Galton took Pearson under his wing, a kindred spirit in seeing the power of measurement and statistics in revealing the hidden patterns in numbers. Pearson’s subsequent devotion to Galton is cringeworthy. He believed that Galton would be remembered over Darwin, rather than reviled by those who know his work and forgotten by those who don’t, as he mostly is today. After Galton died, Pearson wrote an incredibly detailed and mostly unreadable three-volume hagiography. Unlike his mentor though, he was a freethinker, and devoted to socialist ideals, to the extent that he refused both an OBE and later a knighthood as an expression of his opposition to the monarchy. Like Galton, however, he was a committed racist and eugenicist.
“We had been defeated,” Pearson wrote in 1900 in reference to the Boer War, “I may even venture to say badly defeated, by a social organism far less highly developed and infinitely smaller than our own.” He adopted the familiar refrain that science will provide the answer to this political issue: “What part from the natural history aspect does the national organization play in the universal struggle for existence? And, secondly, What has science to tell us of the best methods of fitting the nation for its task?”

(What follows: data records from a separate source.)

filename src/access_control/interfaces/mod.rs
pub mod acl;
pub mod rest;
use async_trait::async_trait;

use crate::access_control::domain::model::{
    enums::access_control_domain_error::AccessControlDomainError,
    events::authorization_decision_audited_event::AuthorizationDecisionAuditedEvent,
};

/// Append-only trail of permission checks.
#[async_trait]
pub trait AuthorizationDecisionAuditRepository: Send + Sync {
    async fn append(
        &self,
        entry: &AuthorizationDecisionAuditedEvent,
    ) -> Result<(), AccessControlDomainError>;
}
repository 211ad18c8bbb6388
use async_trait::async_trait;

use crate::{
    shared::domain::model::enums::workflow_domain_error::WorkflowDomainError,
    venue_gate::domain::model::{
        entities::venue::Venue, queries::list_expenses_query::ListExpensesQuery,
        value_objects::expense_ledger::ExpenseLedger,
    },
};

#[async_trait]
pub trait VenueGateQueryService: Send + Sync {
    async fn handle_list_expenses(
        &self,
        query: ListExpensesQuery,
    ) -> Result<ExpenseLedger, WorkflowDomainError>;

    async fn handle_list_venues(&self) -> Result<Vec<Venue>, WorkflowDomainError>;
}
use std::sync::Arc;

use axum::Router;
use sqlx::PgPool;

use crate::{
    access_control::interfaces::acl::access_control_facade::AccessControlFacade,
    budgeting::{
        application::{
            command_services::budget_command_service_impl::BudgetCommandServiceImpl,
            query_services::budget_query_service_impl::BudgetQueryServiceImpl,
        },
        domain::services::budget_category_catalog::BudgetCategoryCatalog,
        infrastructure::persistence::repositories::{
            budget_category_repository::BudgetCategoryRepository,
            postgres::{
                sqlx_budget_category_repository_impl::SqlxBudgetCategoryRepositoryImpl,
                sqlx_budget_line_repository_impl::SqlxBudgetLineRepositoryImpl,
            },
        },
        interfaces::rest::controllers::budget_rest_controller::{
            BudgetRestControllerState, router,
        },
    },
    config::app_config::AppConfig,
    event_management::interfaces::acl::event_registry_facade::EventRegistryFacade,
    iam_integration::interfaces::acl::identity_context_facade::IdentityContextFacade,
    notifications::interfaces::acl::notification_facade::NotificationFacade,
};

pub mod application;
pub mod domain;
pub mod infrastructure;
pub mod interfaces;

pub async fn load_budget_category_catalog(
    pool: PgPool,
    config: &AppConfig,
) -> Result<BudgetCategoryCatalog, String> {
    let repository = SqlxBudgetCategoryRepositoryImpl::new(pool);
    let categories = config
        .retry_policy()
        .run("budget_categories.list_all", || repository.list_all())
        .await
        .map_err(|e| e.to_string())?;

    tracing::info!(count = categories.len(), "budget category catalog loaded");
    Ok(BudgetCategoryCatalog::new(categories))
}

pub fn build_budgeting_router(
    pool: PgPool,
    config: &AppConfig,
    catalog: BudgetCategoryCatalog,
    event_registry: Arc<dyn EventRegistryFacade>,
    access_control: Arc<dyn AccessControlFacade>,
    notifications: Arc<dyn NotificationFacade>,
    identity_context: Arc<dyn IdentityContextFacade>,
) -> Router {
    let budget_line_repository = Arc::new(SqlxBudgetLineRepositoryImpl::new(pool));

    let command_service = Arc::new(BudgetCommandServiceImpl::new(
        budget_line_repository.clone(),
        event_registry.clone(),
        access_control.clone(),
        notifications,
        catalog.clone(),
        config.retry_policy(),
    ));
    let query_service = Arc::new(BudgetQueryServiceImpl::new(
        budget_line_repository,
        event_registry,
        access_control,
        catalog.clone(),
        config.retry_policy(),
    ));

    router(BudgetRestControllerState {
        command_service,
        query_service,
        identity_context,
        catalog,
    })
}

The answer to Pearson’s mind was, of course, eugenics. He sums up his racism, math and paranoia in 1925 in a statement that foreshadowed the language of the Nazis. Jewish immigrants, he predicted, “will develop into a parasitic race. . . . Taken on the average, and regarding both sexes, this alien Jewish population is somewhat inferior physically and mentally to the native population.”###
Pearson retired in 1933, and the man who replaced him as Galton Professor sits comfortably in the top tier of scientists of all time. Ronald Aylmer Fisher spent a decade at UCL, but even before then had established his credentials as a brilliant and creative mathematician-scientist.****
Born in north London in 1890, Fisher also followed that route of top private school (Harrow) and math at Cambridge. His legacy is peerless. Much of what is taught on standard statistics courses in all universities is from Fisher: significance tests, the T distribution, the F distribution, maximum likelihood and much, much more. He had already coined the term “variance” in 1918, which describes how far numbers spread out from the average of a data set, and invented the concept of ANOVA—the analysis of variance—a powerful tool for simultaneously comparing range within and between data sets. Though these might not be familiar to anyone who doesn’t use voluminous data in their daily lives, for those who do—including anyone who works in most branches of biology, medicine, epidemiology, psychology—these are screwdrivers, wrenches and levels, the basic tools with which we understand data. ANOVA, for example, is used everywhere, but if you want to know how fundamental it is to the modern world, you could pick any one of a hundred papers published since the spring of 2020 and ANOVA will be there in the methods sections, crunching reams of Covid data, everything from the efficacy of vaccines in clinical trials to the spread of the disease in specific countries.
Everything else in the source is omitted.